#### WORK REQUIRED
Find all the lines in the entries below that hold the word "derive" and copy them.

╭─ AVAILABLE DATA

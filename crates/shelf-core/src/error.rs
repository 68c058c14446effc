//! # Error Types
//!
//! Domain-specific error types for shelf-core.
//!
//! ## Error Hierarchy
//! ```text
//! ┌─────────────────────────────────────────────────────────────────────────┐
//! │                         Error Types                                     │
//! │                                                                         │
//! │  shelf-core errors (this file)                                         │
//! │  ├── CoreError        - Cart / payment rule violations                 │
//! │  └── ValidationError  - Input and pre-flight submission failures       │
//! │                                                                         │
//! │  shelf-api errors (separate crate)                                     │
//! │  └── ClientError      - Order API failures (field error map, network)  │
//! │                                                                         │
//! │  desk errors (in app)                                                  │
//! │  └── ApiError         - What the operator sees (serialized)            │
//! │                                                                         │
//! │  Flow: ValidationError → CoreError → ApiError → Operator               │
//! └─────────────────────────────────────────────────────────────────────────┘
//! ```
//!
//! ## Design Principles
//! 1. Use `thiserror` for derive macros (not manual impl)
//! 2. Include context in error messages (index, field, amounts)
//! 3. Every validation failure is non-fatal: the form state is kept

use thiserror::Error;

// =============================================================================
// Core Error
// =============================================================================

/// Cart and payment-policy rule violations.
#[derive(Debug, Error)]
pub enum CoreError {
    /// A row index does not exist in the cart.
    #[error("No {kind} line at position {index}")]
    LineNotFound { kind: LineKind, index: usize },

    /// Unit price edits are not allowed in inventory entry.
    ///
    /// ## When This Occurs
    /// Inventory sales take the price of the stock lot; only POS entry
    /// lets the cashier override it.
    #[error("Unit price is read-only in inventory entry")]
    PriceLocked,

    /// Manual paid-amount input while the override is off.
    #[error("Paid amount can only be edited for partial payments")]
    ManualPaymentDisabled,

    /// Cart has exceeded maximum allowed rows.
    #[error("Cart cannot have more than {max} lines")]
    CartTooLarge { max: usize },

    /// Referenced catalog entry is not in the page snapshot.
    #[error("{kind} not found: {id}")]
    NotInCatalog { kind: &'static str, id: String },

    /// Validation error (wraps ValidationError).
    #[error(transparent)]
    Validation(#[from] ValidationError),
}

/// Which of the two cart sequences an index refers to.
#[derive(Debug, Clone, Copy, PartialEq, Eq)]
pub enum LineKind {
    Stock,
    Pickup,
}

impl std::fmt::Display for LineKind {
    fn fmt(&self, f: &mut std::fmt::Formatter<'_>) -> std::fmt::Result {
        match self {
            LineKind::Stock => write!(f, "stock"),
            LineKind::Pickup => write!(f, "pickup"),
        }
    }
}

// =============================================================================
// Validation Error
// =============================================================================

/// Input validation errors.
///
/// Field-level variants come from form input checks; the submission
/// variants are raised by [`crate::validation::check_submission`] and carry
/// the message shown next to the submit button.
#[derive(Debug, Error, Clone, PartialEq, Eq)]
pub enum ValidationError {
    /// A required field is missing or empty.
    #[error("{field} is required")]
    Required { field: String },

    /// Field value is too long.
    #[error("{field} must be at most {max} characters")]
    TooLong { field: String, max: usize },

    /// Numeric value is out of range.
    #[error("{field} must be between {min} and {max}")]
    OutOfRange { field: String, min: i64, max: i64 },

    /// Computed amount does not fit the money range.
    #[error("{field} is too large")]
    TooLarge { field: String },

    /// Value must be positive.
    #[error("{field} must be positive")]
    MustBePositive { field: String },

    /// Invalid format (e.g. unparsable amount).
    #[error("{field} has invalid format: {reason}")]
    InvalidFormat { field: String, reason: String },

    // -------------------------------------------------------------------------
    // Submission guard
    // -------------------------------------------------------------------------
    /// Nothing to sell.
    #[error("Add at least one product before submitting")]
    EmptyCart,

    /// A stock line has a zero/negative quantity or price.
    #[error("Line {line}: quantity and unit price must be greater than zero")]
    InvalidLine { line: usize },

    /// A stock line asks for more than the lot held when it was picked.
    #[error("Line {line} ({batch_no}): only {available} in stock, requested {requested}")]
    InsufficientStock {
        line: usize,
        batch_no: String,
        available: i64,
        requested: i64,
    },

    /// No financial account picked for the payment.
    #[error("Select a payment account")]
    MissingAccount,

    /// Pickup items need a supplier.
    #[error("Select a supplier for pickup items")]
    MissingSupplier,

    /// Customer flows need a catalog customer.
    #[error("Select a customer")]
    MissingCustomer,

    /// Walk-in flows need a name and a phone.
    #[error("Walk-in customer name and phone are required")]
    MissingWalkInIdentity,

    /// Follow-up payment larger than the outstanding balance.
    #[error("Payment of {amount} exceeds the due amount of {due}")]
    ExceedsDue { amount: String, due: String },
}

// =============================================================================
// Result Type Alias
// =============================================================================

/// Convenience type alias for Results with CoreError.
pub type CoreResult<T> = Result<T, CoreError>;

// =============================================================================
// Unit Tests
// =============================================================================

╰─

#### WORKED SOLUTION
//! 1. Use `thiserror` for derive macros (not manual impl)
#[derive(Debug, Error)]
#[derive(Debug, Clone, Copy, PartialEq, Eq)]
#[derive(Debug, Error, Clone, PartialEq, Eq)]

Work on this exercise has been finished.